MATERIALS PROVIDED:
//! Time system: calendar ⇄ Julian Date, UTC → TAI/TT/UT1 offsets, sidereal
//! time and the slowly varying Earth-orientation angles (precession,
//! nutation) that depend on them.

pub mod julian;
pub mod nutation;
pub mod precession;
pub mod scales;
pub mod sidereal;

pub use julian::{from_julian_date, to_julian_date, CalendarDate, JulianDate};
pub use scales::{apply_dut1_offset, apply_leap_second_offset, tai_to_tt, TimeCorrections};
pub use sidereal::{
    equation_of_equinoxes, gast_degrees, gmst_degrees, local_apparent_sidereal_time,
    SIDEREAL_RATE_DEG_PER_DAY,
};
//! Observer frame: a site bound to one instant.

use serde::{Deserialize, Serialize};

use super::location::GeodeticLocation;
use super::time::TimeInstant;
use crate::core::{cos_deg, is_negligible, sin_deg, tan_deg, ARCSEC_PER_DEGREE};
use crate::time::local_apparent_sidereal_time;

/// Pole offsets (IERS x_p, y_p) in milliarcseconds.
#[derive(Debug, Clone, Copy, Default, PartialEq, Serialize, Deserialize)]
pub struct PolarMotion {
    pub x_mas: f64,
    pub y_mas: f64,
}

impl PolarMotion {
    pub fn new(x_mas: f64, y_mas: f64) -> Self {
        Self { x_mas, y_mas }
    }

    pub fn is_zero(&self) -> bool {
        self.x_mas == 0.0 && self.y_mas == 0.0
    }
}

#[derive(Debug, Clone, Copy, PartialEq)]
pub struct ObserverFrame {
    location: GeodeticLocation,
    instant: TimeInstant,
    polar_motion: PolarMotion,
}

impl ObserverFrame {
    pub fn new(location: GeodeticLocation, instant: TimeInstant) -> Self {
        Self {
            location,
            instant,
            polar_motion: PolarMotion::default(),
        }
    }

    pub fn with_polar_motion(mut self, polar_motion: PolarMotion) -> Self {
        self.polar_motion = polar_motion;
        self
    }

    /// The same site bound to another instant.
    pub fn at(&self, instant: TimeInstant) -> Self {
        Self { instant, ..*self }
    }

    pub fn location(&self) -> &GeodeticLocation {
        &self.location
    }

    pub fn instant(&self) -> &TimeInstant {
        &self.instant
    }

    pub fn polar_motion(&self) -> &PolarMotion {
        &self.polar_motion
    }

    /// Latitude and east longitude referred to the instantaneous pole,
    /// degrees.
    pub fn effective_coordinates(&self) -> (f64, f64) {
        let lat = self.location.latitude().value();
        let lon = self.location.longitude().value();
        if self.polar_motion.is_zero() {
            return (lat, lon);
        }

        let x = self.polar_motion.x_mas / 1000.0 / ARCSEC_PER_DEGREE;
        let y = self.polar_motion.y_mas / 1000.0 / ARCSEC_PER_DEGREE;
        let dlat = x * cos_deg(lon) - y * sin_deg(lon);
        // longitude shift diverges at the poles
        let dlon = if is_negligible(cos_deg(lat)) {
            0.0
        } else {
            (x * sin_deg(lon) + y * cos_deg(lon)) * tan_deg(lat)
        };
        ((lat + dlat).clamp(-90.0, 90.0), lon + dlon)
    }

    pub fn effective_latitude(&self) -> f64 {
        self.effective_coordinates().0
    }

    /// Local apparent sidereal time at the site, hours.
    pub fn local_sidereal_time(&self) -> f64 {
        local_apparent_sidereal_time(&self.instant, self.effective_coordinates().1)
    }
}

EXERCISE:
Copy out every line of the data where the word "location" occurs.

WRITTEN ANSWER:
use super::location::GeodeticLocation;
    location: GeodeticLocation,
    pub fn new(location: GeodeticLocation, instant: TimeInstant) -> Self {
            location,
    pub fn location(&self) -> &GeodeticLocation {
        &self.location
        let lat = self.location.latitude().value();
        let lon = self.location.longitude().value();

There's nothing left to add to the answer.